Writing a First “Hello, TBB!” Example
In both Figures 1-4 and 1-5, we use C++ lambda expressions to specify the functions. Lambda expressions are very useful when using libraries like TBB to specify the user code to execute as a task. To help review C++ lambda expressions, we offer a callout box “A Primer on C++ Lambda Expressions” with an overview of this important modern C++ feature.
A Primer on C++ Lambda Expressions
[ capture-list ] ( params ) -> ret { body }
capture-list is a comma-separated list of captures. We capture a variable by value by listing the variable name in the capture-list. We capture a variable by reference by prefixing it with an ampersand, for example, &v. And we can use this to capture the current object by reference. There are also defaults: [=] is used to capture all automatic variables used in the body by value and the current object by reference, [&] is used to capture all automatic variables used in the body as well as the current object by reference, and [] captures nothing.
params is the list of function parameters, just like for a named function.
ret is the return type. If ->ret is not specified, it is inferred from the return statements.
body is the function body.
Wherever we use a C++ lambda expression, we can substitute it with an instance of a function object like the preceding one. In fact, the TBB library predates the C++11 standard and all of its interfaces used to require passing in instances of objects of user-defined classes. C++ lambda expressions simplify the use of TBB by eliminating the extra step of defining a class for each use of a TBB algorithm.
Building the Simple Examples
Once we have written the examples in Figures 1-4 and 1-5, we need to build executable files from them. The instructions for building an application that uses TBB are OS and compiler dependent. However, in general, there are two necessary steps to properly configure an environment.
Steps to Set Up an Environment
- 1.
We must inform the compiler about the location of the TBB headers and libraries.
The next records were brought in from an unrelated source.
//! Test fixtures: a three-on-three match on the scripted room

use crate::config::RefereeConfig;
use crate::field::{FieldPosition, Team, Vec2};
use crate::referee::{CarrierRole, DownSetup, DownState, Referee};
use crate::room::PlayerId;
use crate::ruling::Ruling;
use crate::sim::room::ScriptedRoom;

pub const RED_QB: u32 = 1;
pub const RED_2: u32 = 2;
pub const RED_3: u32 = 3;
pub const BLUE_1: u32 = 4;
pub const BLUE_2: u32 = 5;
pub const BLUE_3: u32 = 6;

/// Gap between disc centers that leaves the hiker touching the ball
const HIKE_SPACING: f64 = 21.0;

/// Game started with default rules, opening kickoff set.
pub fn started() -> (Referee, ScriptedRoom) {
    started_with(RefereeConfig::default())
}

pub fn started_with(config: RefereeConfig) -> (Referee, ScriptedRoom) {
    let mut room = ScriptedRoom::lineup(&[RED_QB, RED_2, RED_3], &[BLUE_1, BLUE_2, BLUE_3]);
    let mut referee = Referee::new(config);
    referee.on_game_start(&mut room);
    (referee, room)
}

/// First down for `team` at `at`, waiting for the hike.
pub fn spot(referee: &mut Referee, room: &mut ScriptedRoom, team: Team, at: FieldPosition) -> Vec<Ruling> {
    referee.drain();
    referee.state.down = DownState::new_series(referee.config.down.yards_to_gain);
    referee.set_down(
        room,
        DownSetup {
            count_distance: false,
            ..DownSetup::at(at, team)
        },
    );
    referee.drain()
}

/// Puts `quarterback` on the ball and asks for the hike.
pub fn snap(referee: &mut Referee, room: &mut ScriptedRoom, quarterback: u32) -> Vec<Ruling> {
    let sign = referee.team_with_ball().attack_sign();
    let ball = room.ball_disc().map(|b| b.position).unwrap_or(Vec2::ZERO);
    room.move_player(PlayerId(quarterback), Vec2::new(ball.x - sign * HIKE_SPACING, ball.y));
    referee.on_chat(room, PlayerId(quarterback), "hike")
}

pub fn tick(referee: &mut Referee, room: &mut ScriptedRoom) -> Vec<Ruling> {
    referee.on_tick(room)
}

pub fn ticks(referee: &mut Referee, room: &mut ScriptedRoom, count: u32) -> Vec<Ruling> {
    let mut rulings = Vec::new();
    for _ in 0..count {
        rulings.extend(referee.on_tick(room));
    }
    rulings
}

/// Ticks until `ms` of engine time have passed, plus one.
pub fn run_ms(referee: &mut Referee, room: &mut ScriptedRoom, ms: u64) -> Vec<Ruling> {
    let count = referee.config().ms_to_ticks(ms) + 1;
    ticks(referee, room, count)
}

/// Makes `player` the carrier. A receiver implies a thrown pass.
pub fn hand_to(referee: &mut Referee, room: &mut ScriptedRoom, player: u32, role: CarrierRole, running: bool) {
    let disc = room
        .disc(PlayerId(player))
        .cloned()
        .unwrap_or_else(|| panic!("player {} is not on the field", player));
    if role == CarrierRole::Receiver {
        referee.state.play.qb_kicked_ball = true;
    }
    referee.set_carrier(room, &disc, role, running);
    referee.drain();
}
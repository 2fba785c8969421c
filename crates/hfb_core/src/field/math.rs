//! Plane geometry helpers used by the rules

use rand::Rng;

use super::Vec2;

/// Maximum |y| jitter applied to a formation point that would sit exactly
/// on the field's center line.
const CENTER_LINE_JITTER: f64 = 5.0;

/// Gap between the surfaces of two discs, never negative.
pub fn surface_gap(a: Vec2, radius_a: f64, b: Vec2, radius_b: f64) -> f64 {
    (a.distance(b) - radius_a - radius_b).max(0.0)
}

/// Intersection point of segments `a1-a2` and `b1-b2`.
///
/// Degenerate (zero-length) and parallel segments never intersect.
pub fn segment_intersection(a1: Vec2, a2: Vec2, b1: Vec2, b2: Vec2) -> Option<Vec2> {
    if a1 == a2 || b1 == b2 {
        return None;
    }

    let denominator = (b2.y - b1.y) * (a2.x - a1.x) - (b2.x - b1.x) * (a2.y - a1.y);
    if denominator == 0.0 {
        return None;
    }

    let ua = ((b2.x - b1.x) * (a1.y - b1.y) - (b2.y - b1.y) * (a1.x - b1.x)) / denominator;
    let ub = ((a2.x - a1.x) * (a1.y - b1.y) - (a2.y - a1.y) * (a1.x - b1.x)) / denominator;

    if !(0.0..=1.0).contains(&ua) || !(0.0..=1.0).contains(&ub) {
        return None;
    }

    Some(Vec2::new(a1.x + ua * (a2.x - a1.x), a1.y + ua * (a2.y - a1.y)))
}

/// Whether a point lies inside (or on) a circle.
pub fn point_in_circle(point: Vec2, center: Vec2, radius: f64) -> bool {
    radius > 0.0 && point.distance(center) <= radius
}

/// Whether segment `a-b` touches the circle at `center` with `radius`.
pub fn segment_touches_circle(a: Vec2, b: Vec2, center: Vec2, radius: f64) -> bool {
    if point_in_circle(a, center, radius) || point_in_circle(b, center, radius) {
        return true;
    }

    let ab = b - a;
    let len_sq = ab.x * ab.x + ab.y * ab.y;
    if len_sq == 0.0 {
        return false;
    }

    // Closest point on the segment to the center
    let t = (((center.x - a.x) * ab.x + (center.y - a.y) * ab.y) / len_sq).clamp(0.0, 1.0);
    let closest = a + ab * t;

    point_in_circle(closest, center, radius)
}

/// Projected path of a ball that moved from `from` to `to`.
///
/// Returns the segment starting at `to` and extending `length` units further
/// along the direction of travel, or `None` when the ball did not move.
pub fn ball_path_from(from: Vec2, to: Vec2, length: f64) -> Option<(Vec2, Vec2)> {
    let direction = (to - from).normalized()?;
    Some((to, to + direction * length))
}

/// `count` evenly spaced points strictly between `start` and `end`.
///
/// A point that lands exactly on `y == 0` is nudged by a small random offset
/// so that two players are never stacked on the center line.
pub fn formation_points<R: Rng + ?Sized>(
    start: Vec2,
    end: Vec2,
    count: usize,
    rng: &mut R,
) -> Vec<Vec2> {
    let segments = (count + 1) as f64;
    let step = (end - start) * (1.0 / segments);

    (1..=count)
        .map(|i| {
            let mut point = start + step * i as f64;
            if point.y == 0.0 {
                point.y = rng.gen_range(-CENTER_LINE_JITTER..CENTER_LINE_JITTER);
            }
            point
        })
        .collect()
}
If we use Parallel STL interfaces, we must also inform the compiler about the location of the Parallel STL headers.
- 2.
We must configure our environment so that the application can locate the TBB libraries when it is run. TBB is shipped as a dynamically linked library, which means that it is not directly embedded into our application; instead, the application locates and loads it at runtime. The Parallel STL interfaces do not require their own dynamically linked library but do depend on the TBB library.
We will now briefly discuss some of the most common ways to accomplish these steps on Windows and Linux. The instructions for macOS are similar to those for Linux. There are additional cases and more detailed directions in the documentation that ships with the TBB library.
Building on Windows Using Microsoft Visual Studio
If we download either the commercially supported version of TBB or a version of Intel Parallel Studio XE, we can integrate the TBB library with Microsoft Visual Studio when we install it, and then it is very simple to use TBB from Visual Studio.
On Windows systems, the TBB libraries that are dynamically loaded by the application executable at runtime are the “.dll” files. To complete step 2 in setting up our environment, we need to add the location of these files to our PATH environment variable. We can do this by adding the path to either our Users or System PATH variable. One place to find these settings is in the Windows Control Panel by traversing System and Security ➤ System ➤ Advanced System Settings ➤ Environment Variables. We can refer to the documentation for our installation of TBB for the exact locations of the “.dll” files.
Note
Changes to the PATH variable in an environment only take effect in Microsoft Visual Studio after it is restarted.
Once we have the source code entered, have Use TBB set to Yes, and have the path to the TBB “.dll”s in our PATH variable, we can build and execute the program by entering Ctrl-F5.
Building on a Linux Platform from a Terminal
Using the Intel Compiler
tbbvars and pstlvars Scripts
If we are not using the Intel C++ Compiler, we can use scripts that are included with the TBB and Parallel STL distributions to set up our environment. These scripts modify the CPATH, LIBRARY_PATH and LD_LIBRARY_PATH environment variables to include the directories needed to build and run TBB and Parallel STL applications. The CPATH variable adds additional directories to the list of directories the compiler searches when it looks for #include files. The LIBRARY_PATH adds additional directories to the list of directories the compiler searches when it looks for libraries to link against at compile time. And the LD_LIBRARY_PATH adds additional directories to the list of directories the executable will search when it loads dynamic libraries at runtime.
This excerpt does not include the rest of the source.